◆ **Problem to work on**: Out of the records below, copy all lines in which the word "ConfigBlockService" occurs.

◆ **Collected data entries**:

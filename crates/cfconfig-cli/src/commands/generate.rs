//! Generate command - compiles a text configuration into a binary block

use anyhow::{Context, Result};
use console::style;
use std::path::PathBuf;

use cfconfig_core::{binary::bytes_to_hex, ConfigBlockService, ServiceConfig};

/// Arguments for the generate command
pub struct GenerateArgs {
    /// Text configuration to read
    pub input: PathBuf,
    /// Binary block to write
    pub output: PathBuf,
    /// Service policy, settings file with flag overrides applied
    pub config: ServiceConfig,
    /// Suppress output
    pub silent: bool,
}

/// Execute the generate command
pub fn execute(args: GenerateArgs) -> Result<()> {
    let text = std::fs::read_to_string(&args.input)
        .with_context(|| format!("Failed to read {}", args.input.display()))?;

    let service = ConfigBlockService::with_config(args.config);
    let block = service
        .generate(&text)
        .with_context(|| format!("Failed to compile {}", args.input.display()))?;

    tracing::debug!("Config block bytes: {}", bytes_to_hex(&block));

    // Block is complete in memory before the output is touched
    std::fs::write(&args.output, block)
        .with_context(|| format!("Failed to write {}", args.output.display()))?;

    println_if!(
        args.silent,
        "{} Config block compiled to {} (checksum 0x{:02x})",
        style("Success:").green(),
        style(args.output.display()).cyan(),
        block[block.len() - 1]
    );

    Ok(())
}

◆ **Your solution**:
use cfconfig_core::{binary::bytes_to_hex, ConfigBlockService, ServiceConfig};
    let service = ConfigBlockService::with_config(args.config);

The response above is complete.